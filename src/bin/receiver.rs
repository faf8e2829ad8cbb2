//! # Distill Receiver
//!
//! Long-running consumer process. Pulls messages from the broker, dispatches
//! them to the processors and sweeps monitors for staleness until Ctrl-C.
//!
//! ```bash
//! distill-receiver                      # every routing key, configured worker counts
//! distill-receiver watchdogs 4          # only the watchdogs queue, four workers
//! distill-receiver --config-dir ./config --environment production
//! ```

use std::path::PathBuf;
use std::sync::Arc;

use anyhow::{bail, Context, Result};
use clap::Parser;
use tracing::{error, info, warn};

use distill_core::config::{BrokerProvider, BrokerConfig, ConfigManager};
use distill_core::logging::{get_environment, init_structured_logging};
use distill_core::messaging::{InMemoryQueueService, QueueService, RoutingKey};
use distill_core::{Runtime, ShutdownSignal};

#[derive(Parser, Debug)]
#[command(name = "distill-receiver")]
#[command(about = "Consume queued documents and monitor data-source health")]
#[command(version = env!("CARGO_PKG_VERSION"))]
struct Cli {
    /// Consume only this routing key (logchutes, datachutes, watchdogs, monitors)
    routing_key: Option<String>,

    /// Worker count for the single routing key
    #[arg(default_value_t = 1)]
    workers: usize,

    /// Configuration directory (default: ./config)
    #[arg(short, long)]
    config_dir: Option<PathBuf>,

    /// Environment name (default: DISTILL_ENV, APP_ENV, then development)
    #[arg(short, long)]
    environment: Option<String>,

    /// Do not run the monitor sweep in this process
    #[arg(long)]
    no_sweep: bool,
}

async fn connect_queue(broker: &BrokerConfig) -> Result<Arc<dyn QueueService>> {
    match broker.provider {
        BrokerProvider::InMemory => {
            warn!("Using the in-memory broker; messages are not shared between processes");
            Ok(Arc::new(InMemoryQueueService::new()))
        }
        #[cfg(feature = "rabbitmq")]
        BrokerProvider::Rabbitmq => {
            let service = distill_core::messaging::service::RabbitMqQueueService::connect(broker)
                .await
                .context("connecting to RabbitMQ")?;
            Ok(Arc::new(service))
        }
        #[cfg(not(feature = "rabbitmq"))]
        BrokerProvider::Rabbitmq => {
            bail!("broker.provider is rabbitmq but this build lacks the `rabbitmq` feature")
        }
    }
}

#[tokio::main]
async fn main() -> Result<()> {
    let cli = Cli::parse();

    let environment = cli.environment.clone().unwrap_or_else(get_environment);
    let manager = ConfigManager::load_from_directory_with_env(cli.config_dir.clone(), &environment)
        .context("loading configuration")?;
    let mut config = manager.config().clone();
    if cli.no_sweep {
        config.sweep.enabled = false;
    }

    init_structured_logging(&config.logging);
    info!(
        environment = %manager.environment(),
        config_dir = %manager.config_directory().display(),
        "Starting distill receiver"
    );

    let catalog = manager.load_catalog().context("loading catalog")?;
    let queue = connect_queue(&config.broker).await?;
    let shutdown = ShutdownSignal::new();

    let handles = match &cli.routing_key {
        Some(key) => {
            let routing_key = RoutingKey::parse(key);
            if !routing_key.is_known() {
                bail!("unknown routing key '{key}'");
            }
            if cli.workers == 0 {
                bail!("worker count must be at least 1");
            }
            config.sweep.enabled = false;
            let runtime = Runtime::build(&config, catalog, queue);
            runtime
                .consumer
                .create_consumers(routing_key.as_str(), cli.workers, &shutdown)
                .await
                .context("starting consumers")?
        }
        None => {
            let runtime = Runtime::build(&config, catalog, queue);
            runtime.start(&shutdown).await.context("starting receiver")?
        }
    };

    tokio::signal::ctrl_c()
        .await
        .context("waiting for Ctrl-C")?;
    info!("Ctrl-C received, shutting down");
    shutdown.trigger();

    for handle in handles {
        if let Err(e) = handle.await {
            error!(error = %e, "Task ended abnormally");
        }
    }

    info!("Distill receiver stopped");
    Ok(())
}
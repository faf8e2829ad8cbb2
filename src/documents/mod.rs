//! # Documents
//!
//! The document-identity contract shared by the dispatcher, the processors
//! and the monitor engine: a payload plus the collection and id that locate
//! it in the document store.

pub mod store;

use std::fmt;

use serde::{Deserialize, Serialize};
use serde_json::{json, Map, Value};
use tracing::error;

use crate::constants::document_keys;

pub use store::{DocumentStore, InMemoryDocumentStore};

/// A payload travelling through the pipeline with its storage identity
#[derive(Debug, Clone, PartialEq, Serialize, Deserialize)]
pub struct DocumentObj {
    pub data: Map<String, Value>,
    pub doc_id: Option<String>,
    /// `backend.warehouse.collection`
    pub collection: Option<String>,
    pub platform: Option<String>,
}

impl DocumentObj {
    /// Wrap a payload, reading identity from its `@uuid` and `collection` fields
    pub fn new(data: Map<String, Value>) -> Self {
        let doc_id = data.get(document_keys::DOC_ID).and_then(scalar_to_string);
        let collection = data
            .get(document_keys::COLLECTION)
            .and_then(scalar_to_string);
        Self {
            data,
            doc_id,
            collection,
            platform: None,
        }
    }

    pub fn with_identity(
        data: Map<String, Value>,
        doc_id: Option<String>,
        collection: Option<String>,
    ) -> Self {
        Self {
            data,
            doc_id,
            collection,
            platform: None,
        }
    }

    pub fn with_platform(mut self, platform: impl Into<String>) -> Self {
        self.platform = Some(platform.into());
        self
    }

    /// Look up a dotted field path in the payload
    pub fn get(&self, path: &str) -> Option<&Value> {
        let mut parts = path.split('.');
        let first = parts.next()?;
        let mut current = self.data.get(first)?;
        for part in parts {
            current = step(current, part)?;
        }
        Some(current)
    }

    /// The parsed collection reference, if the collection is well formed
    pub fn collection_ref(&self) -> Option<CollectionRef> {
        self.collection
            .as_deref()
            .and_then(|c| c.parse::<CollectionRef>().ok())
    }

    /// Breakdown of where the source document lives
    ///
    /// Logs and returns `None` when the collection is missing or malformed.
    pub fn location_ref(&self) -> Option<Value> {
        match self.collection_ref() {
            Some(collection_ref) => Some(json!({
                (document_keys::BACKEND): collection_ref.backend,
                (document_keys::WAREHOUSE): collection_ref.warehouse,
                (document_keys::RAW_COLLECTION): collection_ref.collection,
                (document_keys::RAW_DOC_ID): self.doc_id,
            })),
            None => {
                error!(document = %self, "Info for raw data document could not be added");
                None
            }
        }
    }

    pub fn to_value(&self) -> Value {
        Value::Object(self.data.clone())
    }
}

impl fmt::Display for DocumentObj {
    fn fmt(&self, f: &mut fmt::Formatter<'_>) -> fmt::Result {
        write!(
            f,
            "{}:{}",
            self.collection.as_deref().unwrap_or("None"),
            self.doc_id.as_deref().unwrap_or("None")
        )
    }
}

/// Look up a dotted field path in any JSON value
pub fn lookup_path<'a>(value: &'a Value, path: &str) -> Option<&'a Value> {
    path.split('.').try_fold(value, step)
}

fn step<'a>(value: &'a Value, part: &str) -> Option<&'a Value> {
    match value {
        Value::Object(map) => map.get(part),
        Value::Array(items) => part.parse::<usize>().ok().and_then(|i| items.get(i)),
        _ => None,
    }
}

fn scalar_to_string(value: &Value) -> Option<String> {
    match value {
        Value::String(s) => Some(s.clone()),
        Value::Number(n) => Some(n.to_string()),
        _ => None,
    }
}

/// A collection name split into its three parts
#[derive(Debug, Clone, PartialEq, Eq, Hash)]
pub struct CollectionRef {
    pub backend: String,
    pub warehouse: String,
    pub collection: String,
}

impl std::str::FromStr for CollectionRef {
    type Err = String;

    fn from_str(s: &str) -> Result<Self, Self::Err> {
        let parts: Vec<&str> = s.split('.').collect();
        match parts.as_slice() {
            [backend, warehouse, collection]
                if !backend.is_empty() && !warehouse.is_empty() && !collection.is_empty() =>
            {
                Ok(Self {
                    backend: backend.to_string(),
                    warehouse: warehouse.to_string(),
                    collection: collection.to_string(),
                })
            }
            _ => Err(format!("improperly formatted collection string: {s}")),
        }
    }
}

impl fmt::Display for CollectionRef {
    fn fmt(&self, f: &mut fmt::Formatter<'_>) -> fmt::Result {
        write!(f, "{}.{}.{}", self.backend, self.warehouse, self.collection)
    }
}

#[cfg(test)]
mod tests {
    use super::*;

    fn payload(value: Value) -> Map<String, Value> {
        match value {
            Value::Object(map) => map,
            _ => panic!("expected an object"),
        }
    }

    #[test]
    fn test_identity_read_from_payload() {
        let doc = DocumentObj::new(payload(json!({
            "@uuid": "abc123",
            "collection": "elasticsearch.test_index.mail",
            "subject": "hello"
        })));
        assert_eq!(doc.doc_id.as_deref(), Some("abc123"));
        assert_eq!(doc.collection.as_deref(), Some("elasticsearch.test_index.mail"));
        assert_eq!(doc.to_string(), "elasticsearch.test_index.mail:abc123");
    }

    #[test]
    fn test_location_ref() {
        let doc = DocumentObj::with_identity(
            Map::new(),
            Some("1".to_string()),
            Some("elasticsearch.cyphon.syslog".to_string()),
        );
        let location = doc.location_ref().unwrap();
        assert_eq!(location["backend"], "elasticsearch");
        assert_eq!(location["database"], "cyphon");
        assert_eq!(location["collection"], "syslog");
        assert_eq!(location["doc_id"], "1");
    }

    #[test]
    fn test_malformed_collection_has_no_location() {
        let doc = DocumentObj::with_identity(Map::new(), None, Some("syslog".to_string()));
        assert!(doc.collection_ref().is_none());
        assert!(doc.location_ref().is_none());
        assert!("a..c".parse::<CollectionRef>().is_err());
    }

    #[test]
    fn test_dotted_lookup() {
        let doc = DocumentObj::new(payload(json!({
            "user": {"name": "jdoe", "tags": ["a", "b"]}
        })));
        assert_eq!(doc.get("user.name"), Some(&json!("jdoe")));
        assert_eq!(doc.get("user.tags.1"), Some(&json!("b")));
        assert_eq!(doc.get("user.missing"), None);
        assert_eq!(lookup_path(&doc.to_value(), "user.name"), Some(&json!("jdoe")));
    }
}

------------------------

If a line of the entries above holds the word "filename", count it; report only how many such lines there are.

RESULT. 2